Ovarian Cancer Recurrence: Discussion With an Expert


CURE spoke with Scott Richard, M.D., about ovarian cancer recurrence and barriers women may face the second time around.

Most cases of ovarian cancer are caught in the later stages, and as a result, many women end up facing a recurrence, which can bring about a new set of physical and emotional challenges for these patients, according to Scott Richard.

"A lot of women have a fear of recurrence," Anitra Hunt, of the National Ovarian Cancer Coalition said, emphasizing the need for more research that will bring about newer and more effective treatments.

How common is ovarian cancer recurrence, and is there a certain population that is more at risk?

CURE spoke with Scott Richard, M.D., associate professor at the Sidney Kimmel Medical College at Thomas Jefferson University about ovarian cancer recurrence, and what more needs to be done in the field.Unfortunately, about 70 percent of all ovarian cancer patients are found at a very advance stage — stage 3 or 4 – and the majority of those, about 80 percent will recur. So ovarian cancer recurrence is something that most women with ovarian cancer will deal with.

I think regarding risk, it is just the fact that we catch the majority of these cancers at a very high stage.

Is this part of the discussion during their initial diagnosis?

That's actually a very interesting question. When we [oncologists] first discuss the diagnosis, we focus on initial treatment and talk about the five-year survival rates and how we're going to treat the cancer. Oftentimes we don't spend a lot of time talking about recurrence and that treatment. But if someone asks, I, personally in my practice, will let them know that there is a high likelihood that this cancer will come back.

What kind of prognosis do these patients typically face?

Unfortunately, when we talk about a recurrence of cancer, no longer can we talk about curing the cancer. But the prognosis is actually pretty decent. Some of our current treatment regimens that we're doing with women who have a very good response upfront to surgery and chemotherapy, survival can be greater than seven, eight years for these women. So even in the setting of recurrence, we can usually get these women into remission and keep them in remission for a period of time. So although we no longer talk about curing the disease, we still have a very good long-term prognosis for these women and still manage to give them a decent lifespan with good quality of life.
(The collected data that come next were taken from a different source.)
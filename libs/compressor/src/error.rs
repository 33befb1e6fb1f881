use compressor_http::HttpError;
use std::path::PathBuf;
use thiserror::Error;

/// Errors raised while compressing a file
#[derive(Error, Debug)]
#[non_exhaustive]
pub enum CompressorError {
    /// The named service needs a key that is not configured
    #[error("The key for {service} API is not installed")]
    EmptyKey { service: &'static str },

    #[error("File \"{}\" not found", .0.display())]
    FileNotFound(PathBuf),

    #[error("Mode compression not support")]
    ModeNotSupported(String),

    #[error("You must specify the path to the new file")]
    EmptyNewFile,

    /// No stored compression result to resolve
    #[error("Response not found")]
    ResponseNotFound,

    #[error(transparent)]
    Http(#[from] HttpError),

    #[error("I/O error: {0}")]
    Io(#[from] std::io::Error),

    /// The PDF service answered with something unusable
    #[error("PDF service error: {0}")]
    Pdf(String),

    #[error("Configuration error: {0}")]
    Config(#[from] Box<figment::Error>),
}

impl From<figment::Error> for CompressorError {
    fn from(err: figment::Error) -> Self {
        Self::Config(Box::new(err))
    }
}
What more needs to be done in this field?

What we really need to focus on with ovarian cancer is being able to treat these women a little bit better. We've been focusing a lot of efforts on trying to get a diagnosis tool, like a pap smear or a mammogram or a colonoscopy for ovarian cancer, but as far as we know, that is not something that we're going to be able to identify because the majority of women with high-grade ovarian cancer can have normal test results and three or six months later have widespread cancer.
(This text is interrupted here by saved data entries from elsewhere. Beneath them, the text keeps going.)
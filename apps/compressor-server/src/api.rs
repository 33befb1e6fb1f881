use axum::extract::multipart::MultipartError;
use axum::extract::{DefaultBodyLimit, Multipart, State};
use axum::http::StatusCode;
use axum::response::{IntoResponse, Response};
use axum::routing::{get, post};
use axum::{Json, Router};
use compressor::{CompressionMode, Compressor, CompressorError};
use serde::Serialize;
use serde_json::json;
use std::path::{Path, PathBuf};
use std::sync::Arc;
use uuid::Uuid;

const FILE_FIELD: &str = "file";
const LEVEL_FIELD: &str = "level";

pub struct AppState {
    pub compressor: Compressor,
    pub upload_dir: PathBuf,
}

#[derive(Debug, Serialize)]
pub struct CompressResponse {
    pub before: u64,
    pub after: u64,
}

/// Every failure is reported as `500 {"data": "<message>"}`
#[derive(Debug)]
pub struct ApiError {
    message: String,
}

impl ApiError {
    fn new(message: impl Into<String>) -> Self {
        Self {
            message: message.into(),
        }
    }
}

impl IntoResponse for ApiError {
    fn into_response(self) -> Response {
        let body = Json(json!({ "data": self.message }));
        (StatusCode::INTERNAL_SERVER_ERROR, body).into_response()
    }
}

impl From<CompressorError> for ApiError {
    fn from(err: CompressorError) -> Self {
        tracing::warn!(error = %err, "compression failed");
        Self::new(err.to_string())
    }
}

impl From<MultipartError> for ApiError {
    fn from(err: MultipartError) -> Self {
        tracing::warn!(error = %err, "malformed upload");
        Self::new(err.body_text())
    }
}

#[must_use]
pub fn router(state: AppState, max_upload_size: usize) -> Router {
    Router::new()
        .route("/compress", post(compress))
        .route("/health", get(health))
        .layer(DefaultBodyLimit::max(max_upload_size))
        .with_state(Arc::new(state))
}

#[allow(clippy::unused_async)]
async fn health(State(state): State<Arc<AppState>>) -> impl IntoResponse {
    Json(json!({
        "status": "ok",
        "compression_count": state.compressor.compression_count(),
    }))
}

struct Upload {
    file_name: String,
    data: axum::body::Bytes,
    level: Option<String>,
}

async fn read_upload(multipart: &mut Multipart) -> Result<Upload, ApiError> {
    let mut file = None;
    let mut level = None;
    while let Some(field) = multipart.next_field().await? {
        let name = field.name().map(ToOwned::to_owned);
        match name.as_deref() {
            Some(FILE_FIELD) => {
                let file_name = field.file_name().unwrap_or_default().to_owned();
                file = Some((file_name, field.bytes().await?));
            }
            Some(LEVEL_FIELD) => level = Some(field.text().await?),
            _ => {}
        }
    }
    let (file_name, data) = file.ok_or_else(|| ApiError::new("No file uploaded"))?;
    Ok(Upload {
        file_name,
        data,
        level,
    })
}

/// Keep only the last path component of a client-supplied name
fn sanitize_file_name(name: &str) -> Option<&str> {
    let base = name.rsplit(['/', '\\']).next()?.trim();
    (!base.is_empty() && base != "." && base != "..").then_some(base)
}

/// Write an upload into its own directory under `upload_dir`.
///
/// Each upload gets a fresh uuid directory so concurrent uploads with the
/// same file name never share a path.
async fn store_upload(upload_dir: &Path, name: &str, data: &[u8]) -> std::io::Result<PathBuf> {
    let dir = upload_dir.join(Uuid::new_v4().to_string());
    tokio::fs::create_dir(&dir).await?;
    let path = dir.join(name);
    tokio::fs::write(&path, data).await?;
    Ok(path)
}

fn is_pdf(path: &Path) -> bool {
    path.extension()
        .is_some_and(|ext| ext.eq_ignore_ascii_case("pdf"))
}

#[tracing::instrument(name = "api.compress", skip_all)]
async fn compress(
    State(state): State<Arc<AppState>>,
    mut multipart: Multipart,
) -> Result<Json<CompressResponse>, ApiError> {
    let upload = read_upload(&mut multipart).await?;
    let name = sanitize_file_name(&upload.file_name)
        .ok_or_else(|| ApiError::new("Invalid file name"))?;
    let path = store_upload(&state.upload_dir, name, &upload.data)
        .await
        .map_err(|e| {
            tracing::warn!(
                error = %e,
                dir = %state.upload_dir.display(),
                "failed to store upload"
            );
            ApiError::new("Upload file not moved")
        })?;
    let before = upload.data.len() as u64;

    if is_pdf(&path) {
        let level = upload.level.as_deref().unwrap_or_default();
        state.compressor.compress_pdf(&path, level).await?;
    } else {
        let file = path
            .to_str()
            .ok_or_else(|| ApiError::new("Invalid file name"))?;
        state
            .compressor
            .compress_image(file, None, CompressionMode::File)
            .await?;
    }

    let after = tokio::fs::metadata(&path)
        .await
        .map_err(|e| ApiError::new(e.to_string()))?
        .len();
    tracing::info!(file = %name, before, after, "upload compressed");
    Ok(Json(CompressResponse { before, after }))
}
So, a lot of our efforts should be about doing better with treatment for ovarian cancer, both upfront and in the recurrent setting. I think part of that is coming up with targeted agents that will do better in treating those cancers.

What is the difference the second time around with ovarian cancer?
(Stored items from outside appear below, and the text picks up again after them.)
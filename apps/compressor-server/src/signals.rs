use anyhow::Result;
use tokio::signal;
use tokio_util::sync::CancellationToken;

/// Cancel `token` on Ctrl+C or SIGTERM.
///
/// # Errors
/// Returns an error if a signal handler cannot be installed.
pub async fn cancel_on_shutdown(token: CancellationToken) -> Result<()> {
    tokio::select! {
        result = signal::ctrl_c() => {
            result?;
            tracing::info!("Received Ctrl+C signal");
        }
        result = wait_sigterm() => result?,
        () = token.cancelled() => return Ok(()),
    }

    tracing::info!("Shutdown signal received, initiating graceful shutdown");
    token.cancel();
    Ok(())
}

#[cfg(unix)]
async fn wait_sigterm() -> Result<()> {
    let mut handler = signal::unix::signal(signal::unix::SignalKind::terminate()).map_err(|e| {
        tracing::error!(%e, "Failed to install SIGTERM handler");
        e
    })?;
    handler.recv().await;
    tracing::info!("Received SIGTERM signal");
    Ok(())
}

#[cfg(not(unix))]
async fn wait_sigterm() -> Result<()> {
    std::future::pending::<Result<()>>().await
}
A lot of the medications they get can be similar to what they had the first time around if they are platinum-sensitive. Oftentimes, though, because they've been treated with chemotherapy before, their quality of life can be affected with that chemotherapy the second time around. There can be more side effects, and more problems in the recurrent stage. So a lot of our efforts as oncologists are focusing on the treatment aspects of the recurrent settings. We try to focus on questions like: What are the effects that the treatment is having on the patients? What can we do better as far as nausea or neuropathy and other side effects?

What are some of the largest barriers that women with recurrent ovarian cancer face, and what kind of advice can you give to them?

The biggest barrier, particularly in recurrence, is that the worst case scenario for these patients has come back. First they had a cancer diagnosis, and with all efforts to have that cancer cured, it still came back. So the biggest barrier, I think, is definitely an emotional aspect. With focusing on the patients’ social status, making sure they have a good support network and we ask the proper questions about how they're doing, really focusing on quality of life issues are a very big aspect to help them overcome the barriers of the recurrence of their cancer. I definitely think a lot of it is an emotional more than a physical barrier that we encounter in the recurrent setting.

Ideally, what should be done for this population of patients?

In an ideal world, we'd be able to find the individual nature of each cancer that makes a cancer different from one woman to the other and be able to treat that cancer. Like treat Mrs. Smith or Mrs. Jones in the exact way Mrs. Smith or Mrs. Jones' cancer should be treated, thereby identifying the things that may make it more likely to recur and treating those upfront.

Unfortunately, when we have a diagnosis like ovarian cancer, we treat the majority of women the same upfront. What we're realizing is that ovarian cancer is not just ovarian cancer. It has a lot of different individual characteristics for each patient. When we can identify those factors upfront is when we're going to be able to get a higher cure rate. Today we don't have that.